AuthorLilley, Tricia M.
PositionCover story

Best-in-class legal marketing initiatives are dispelling the stereotype that law firms are not on par with other professional services firms. Law firms today face mounting pressure to generate new business--pressures that, according to joint research conducted by Bloomberg Law and the Legal Marketing Association (LMA), are coming from all directions. This includes internal firm pressures (68 percent); corporate counsel reducing the number of firms with which they will work (46 percent); the marketing success of competitors (43 percent); and rising client pressures (41 percent).

To combat these pressures, legal marketers are stepping up their game in all areas, from business development to client service to traditional communications. This was reflected in the submissions for this year's LMA Your Honor Awards, which recognize best-in-class legal marketing initiatives from around the globe. This year, as always, the winners embody trends--some nascent, some classic--that are at play in the industry.

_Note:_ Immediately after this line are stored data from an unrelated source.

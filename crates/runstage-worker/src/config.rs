//! Configuration management
//!
//! Layering, lowest precedence first:
//! 1. [`Config::default`]
//! 2. an optional TOML file named by `RUNSTAGE_CONFIG`, deep-merged over the
//!    defaults (tables merge key by key, everything else replaces)
//! 3. environment variables (`RUNSTAGE_*`, `S3_*`, `DATABASE_URL`), with a
//!    `.env` file loaded first when present

use crate::storage::config::StorageConfig;
use anyhow::Context;
use runstage_common::{merge::merge, size::parse_size};
use serde::{Deserialize, Serialize};
use std::collections::BTreeMap;
use std::path::{Path, PathBuf};
use std::str::FromStr;
use std::time::Duration;

// ============================================================================
// Defaults
// ============================================================================

/// Environment variable naming the TOML configuration file.
pub const CONFIG_PATH_ENV: &str = "RUNSTAGE_CONFIG";

pub const DEFAULT_SERVER_HOST: &str = "127.0.0.1";
pub const DEFAULT_SERVER_PORT: u16 = 8700;

pub const DEFAULT_API_URL: &str = "http://localhost:8000/api";
pub const DEFAULT_API_TIMEOUT_SECS: u64 = 60;

pub const DEFAULT_SCRATCH_DIR: &str = "/tmp/runstage/scratch";
pub const DEFAULT_QC_DIR: &str = "/tmp/runstage/qc";
pub const DEFAULT_STAGE_TYPE: &str = "raw_data";
pub const DEFAULT_STAGE_DIR: &str = "/tmp/runstage/stage/raw_data";
pub const DEFAULT_ARCHIVE_PREFIX: &str = "archive";

/// Headroom kept free on the scratch filesystem on top of the archive size.
pub const DEFAULT_SCRATCH_RESERVE: &str = "10G";

/// A directory with any file modified within this window is still being written.
pub const DEFAULT_RECENCY_THRESHOLD_SECS: u64 = 3600;
pub const DEFAULT_WAIT_BETWEEN_SCANS_SECS: u64 = 300;

pub const DEFAULT_QUALITY_TOOL: &str = "fastqc";
pub const DEFAULT_QUALITY_THREADS: u32 = 8;
pub const DEFAULT_AGGREGATE_TOOL: &str = "multiqc";
pub const DEFAULT_INPUT_SUFFIX: &str = ".fastq.gz";
pub const DEFAULT_REPORT_FILE_NAME: &str = "multiqc_report.html";

pub const DEFAULT_WORKERS: usize = 4;
pub const DEFAULT_MAX_RETRIES: u32 = 3;
pub const DEFAULT_RETRY_DELAY_SECS: u64 = 5;
pub const DEFAULT_PROGRESS_INTERVAL_SECS: u64 = 5;

// ============================================================================
// Sections
// ============================================================================

/// Worker configuration
#[derive(Debug, Clone, Default, Serialize, Deserialize)]
#[serde(default)]
pub struct Config {
    pub api: ApiConfig,
    pub storage: StorageConfig,
    pub paths: PathsConfig,
    pub registration: RegistrationConfig,
    pub report: ReportConfig,
    pub queue: QueueConfig,
    pub server: ServerConfig,

    /// Workflows are kept in PostgreSQL when set, in memory otherwise
    pub database_url: Option<String>,
}

/// External API the batch and dataset records live in
#[derive(Debug, Clone, Serialize, Deserialize)]
#[serde(default)]
pub struct ApiConfig {
    pub url: String,
    pub token: Option<String>,
    pub timeout_secs: u64,
}

#[derive(Debug, Clone, Serialize, Deserialize)]
#[serde(default)]
pub struct PathsConfig {
    /// Transient archives, one `<name>.tar` per dataset
    pub scratch: PathBuf,

    /// Staging root per dataset type (lowercase type name -> directory)
    pub stage_roots: BTreeMap<String, PathBuf>,

    /// QC output root, one `<batch>/qc` directory per batch
    pub qc: PathBuf,

    /// Key prefix archives are uploaded under
    pub archive_prefix: String,

    /// Human size, e.g. "10G"
    pub scratch_reserve: String,
}

#[derive(Debug, Clone, Serialize, Deserialize)]
#[serde(default)]
pub struct RegistrationConfig {
    pub enabled: bool,
    pub source_dirs: Vec<PathBuf>,
    pub rejects: Vec<PathBuf>,
    pub recency_threshold_secs: u64,
    pub wait_between_scans_secs: u64,
}

#[derive(Debug, Clone, Serialize, Deserialize)]
#[serde(default)]
pub struct ReportConfig {
    pub quality_tool: String,
    pub quality_threads: u32,
    pub aggregate_tool: String,
    pub input_suffix: String,
    pub report_file_name: String,
}

#[derive(Debug, Clone, Serialize, Deserialize)]
#[serde(default)]
pub struct QueueConfig {
    pub workers: usize,
    pub max_retries: u32,
    pub retry_delay_secs: u64,
    pub progress_interval_secs: u64,
}

#[derive(Debug, Clone, Serialize, Deserialize)]
#[serde(default)]
pub struct ServerConfig {
    pub host: String,
    pub port: u16,
}

impl Default for ApiConfig {
    fn default() -> Self {
        Self {
            url: DEFAULT_API_URL.to_string(),
            token: None,
            timeout_secs: DEFAULT_API_TIMEOUT_SECS,
        }
    }
}

impl Default for PathsConfig {
    fn default() -> Self {
        Self {
            scratch: PathBuf::from(DEFAULT_SCRATCH_DIR),
            stage_roots: BTreeMap::from([(
                DEFAULT_STAGE_TYPE.to_string(),
                PathBuf::from(DEFAULT_STAGE_DIR),
            )]),
            qc: PathBuf::from(DEFAULT_QC_DIR),
            archive_prefix: DEFAULT_ARCHIVE_PREFIX.to_string(),
            scratch_reserve: DEFAULT_SCRATCH_RESERVE.to_string(),
        }
    }
}

impl Default for RegistrationConfig {
    fn default() -> Self {
        Self {
            enabled: false,
            source_dirs: Vec::new(),
            rejects: Vec::new(),
            recency_threshold_secs: DEFAULT_RECENCY_THRESHOLD_SECS,
            wait_between_scans_secs: DEFAULT_WAIT_BETWEEN_SCANS_SECS,
        }
    }
}

impl Default for ReportConfig {
    fn default() -> Self {
        Self {
            quality_tool: DEFAULT_QUALITY_TOOL.to_string(),
            quality_threads: DEFAULT_QUALITY_THREADS,
            aggregate_tool: DEFAULT_AGGREGATE_TOOL.to_string(),
            input_suffix: DEFAULT_INPUT_SUFFIX.to_string(),
            report_file_name: DEFAULT_REPORT_FILE_NAME.to_string(),
        }
    }
}

impl Default for QueueConfig {
    fn default() -> Self {
        Self {
            workers: DEFAULT_WORKERS,
            max_retries: DEFAULT_MAX_RETRIES,
            retry_delay_secs: DEFAULT_RETRY_DELAY_SECS,
            progress_interval_secs: DEFAULT_PROGRESS_INTERVAL_SECS,
        }
    }
}

impl Default for ServerConfig {
    fn default() -> Self {
        Self {
            host: DEFAULT_SERVER_HOST.to_string(),
            port: DEFAULT_SERVER_PORT,
        }
    }
}

// ============================================================================
// Loading
// ============================================================================

impl Config {
    /// Load configuration from defaults, the optional TOML file and environment
    pub fn load() -> anyhow::Result<Self> {
        dotenvy::dotenv().ok();

        let file = std::env::var(CONFIG_PATH_ENV).ok().map(PathBuf::from);
        let mut config = Self::from_file(file.as_deref())?;
        config.apply_env(|key| std::env::var(key).ok())?;
        config.validate()?;

        Ok(config)
    }

    /// Defaults with the TOML file at `path` merged over them
    pub fn from_file(path: Option<&Path>) -> anyhow::Result<Self> {
        let mut value = serde_json::to_value(Self::default())?;

        if let Some(path) = path {
            let text = std::fs::read_to_string(path)
                .with_context(|| format!("Failed to read config file {}", path.display()))?;
            let mut table: toml::Value = toml::from_str(&text)
                .with_context(|| format!("Failed to parse config file {}", path.display()))?;
            lowercase_stage_root_keys(&mut table);
            merge(&mut value, serde_json::to_value(table)?);
        }

        serde_json::from_value(value).context("Invalid configuration")
    }

    /// Override fields from environment-style variables
    pub fn apply_env(&mut self, lookup: impl Fn(&str) -> Option<String>) -> anyhow::Result<()> {
        if let Some(url) = lookup("RUNSTAGE_API_URL") {
            self.api.url = url;
        }
        if let Some(token) = lookup("RUNSTAGE_API_TOKEN") {
            self.api.token = Some(token);
        }

        if let Some(dir) = lookup("RUNSTAGE_SCRATCH_DIR") {
            self.paths.scratch = PathBuf::from(dir);
        }
        if let Some(roots) = lookup("RUNSTAGE_STAGE_ROOTS") {
            self.paths.stage_roots = parse_stage_roots(&roots)?;
        }
        if let Some(dir) = lookup("RUNSTAGE_QC_DIR") {
            self.paths.qc = PathBuf::from(dir);
        }
        if let Some(prefix) = lookup("RUNSTAGE_ARCHIVE_PREFIX") {
            self.paths.archive_prefix = prefix;
        }
        if let Some(reserve) = lookup("RUNSTAGE_SCRATCH_RESERVE") {
            self.paths.scratch_reserve = reserve;
        }

        if let Some(dirs) = lookup("RUNSTAGE_SOURCE_DIRS") {
            self.registration.source_dirs = split_list(&dirs).map(PathBuf::from).collect();
        }
        if let Some(rejects) = lookup("RUNSTAGE_REJECTS") {
            self.registration.rejects = split_list(&rejects).map(PathBuf::from).collect();
        }
        parse_var(&lookup, "RUNSTAGE_REGISTRATION_ENABLED", &mut self.registration.enabled)?;

        parse_var(&lookup, "RUNSTAGE_WORKERS", &mut self.queue.workers)?;
        parse_var(&lookup, "RUNSTAGE_MAX_RETRIES", &mut self.queue.max_retries)?;
        parse_var(&lookup, "RUNSTAGE_RETRY_DELAY_SECS", &mut self.queue.retry_delay_secs)?;

        if let Some(host) = lookup("RUNSTAGE_HOST") {
            self.server.host = host;
        }
        parse_var(&lookup, "RUNSTAGE_PORT", &mut self.server.port)?;

        if let Some(url) = lookup("DATABASE_URL").filter(|u| !u.trim().is_empty()) {
            self.database_url = Some(url);
        }

        self.storage.apply_env(&lookup);
        Ok(())
    }

    /// Validate configuration
    pub fn validate(&self) -> anyhow::Result<()> {
        if self.api.url.trim().is_empty() {
            anyhow::bail!("API url cannot be empty");
        }

        if self.paths.stage_roots.is_empty() {
            anyhow::bail!("At least one staging root must be configured");
        }

        parse_size(&self.paths.scratch_reserve).with_context(|| {
            format!("Invalid scratch reserve {:?}", self.paths.scratch_reserve)
        })?;

        if self.queue.workers == 0 {
            anyhow::bail!("Worker count must be greater than 0");
        }

        if self.report.quality_threads == 0 {
            anyhow::bail!("Quality tool thread count must be greater than 0");
        }

        if self.report.report_file_name.trim().is_empty() {
            anyhow::bail!("Report file name cannot be empty");
        }

        if self.registration.enabled && self.registration.source_dirs.is_empty() {
            tracing::warn!("Registration is enabled but no source directories are configured");
        }

        Ok(())
    }

    /// Staging root for a dataset type; types are matched case-insensitively
    pub fn stage_root(&self, dataset_type: &str) -> Option<&Path> {
        self.paths
            .stage_roots
            .get(&dataset_type.to_lowercase())
            .map(PathBuf::as_path)
    }

    pub fn scratch_reserve_bytes(&self) -> u64 {
        parse_size(&self.paths.scratch_reserve).unwrap_or_default()
    }

    pub fn progress_interval(&self) -> Duration {
        Duration::from_secs(self.queue.progress_interval_secs)
    }

    /// Copy safe to print
    pub fn redacted(&self) -> Self {
        let mut copy = self.clone();
        copy.storage = self.storage.redacted();
        if copy.api.token.is_some() {
            copy.api.token = Some("***".to_string());
        }
        if let Some(url) = copy.database_url.as_mut() {
            if let Some((scheme, rest)) = url.split_once("://") {
                if let Some((_, host)) = rest.rsplit_once('@') {
                    *url = format!("{scheme}://***@{host}");
                }
            }
        }
        copy
    }
}

fn split_list(value: &str) -> impl Iterator<Item = &str> {
    value.split(',').map(str::trim).filter(|s| !s.is_empty())
}

fn parse_var<T>(
    lookup: &impl Fn(&str) -> Option<String>,
    key: &str,
    target: &mut T,
) -> anyhow::Result<()>
where
    T: FromStr,
    T::Err: std::fmt::Display,
{
    if let Some(raw) = lookup(key) {
        *target = raw
            .trim()
            .parse()
            .map_err(|e| anyhow::anyhow!("Invalid value {raw:?} for {key}: {e}"))?;
    }
    Ok(())
}

/// Dataset types are looked up lowercased
fn lowercase_stage_root_keys(table: &mut toml::Value) {
    let roots = table
        .get_mut("paths")
        .and_then(|paths| paths.get_mut("stage_roots"))
        .and_then(toml::Value::as_table_mut);

    if let Some(roots) = roots {
        let entries = std::mem::take(roots);
        *roots = entries
            .into_iter()
            .map(|(kind, path)| (kind.to_lowercase(), path))
            .collect();
    }
}

/// Parse `type=path,type=path`
fn parse_stage_roots(value: &str) -> anyhow::Result<BTreeMap<String, PathBuf>> {
    split_list(value)
        .map(|pair| {
            let (kind, path) = pair
                .split_once('=')
                .with_context(|| format!("Expected type=path in staging roots, got {pair:?}"))?;
            Ok::<_, anyhow::Error>((kind.trim().to_lowercase(), PathBuf::from(path.trim())))
        })
        .collect()
}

Feedback from judges and the evaluation process points to a few key ways firms are responding to market pressures:

* Focusing on the next generation of decision-makers, both internal and external

* Leveraging data and technology for differentiation and implementation of informed, educated focused marketing strategies

* Emplying economical, pragmatic approaches that forego unnecessary bells and whistles to focus instead on personal engagement

And one overarching theme consistently voiced by judges is that legal marketing as a profession has truly come into its own.

"I was very impressed by the level of sophistication evident in all of the submissions," said judge Mark Smalls, vice president and chief marketing officer at JAMS, the world's largest private provider of arbitration and mediation services.

"Some of the most highly rated entries were from small firms with either minimal staff or sole marketers," Smalls added. "Even in firms where there was not an in-house marketing function, the partners became engaged and they knew how to identify consultants able to execute cutting-edge work."

Holly Barocio, judge and principal consultant at GrowthPlay, pointed to how "laser-focused" objectives seemed to be, with detailed ROI and ROE metrics tied back to them.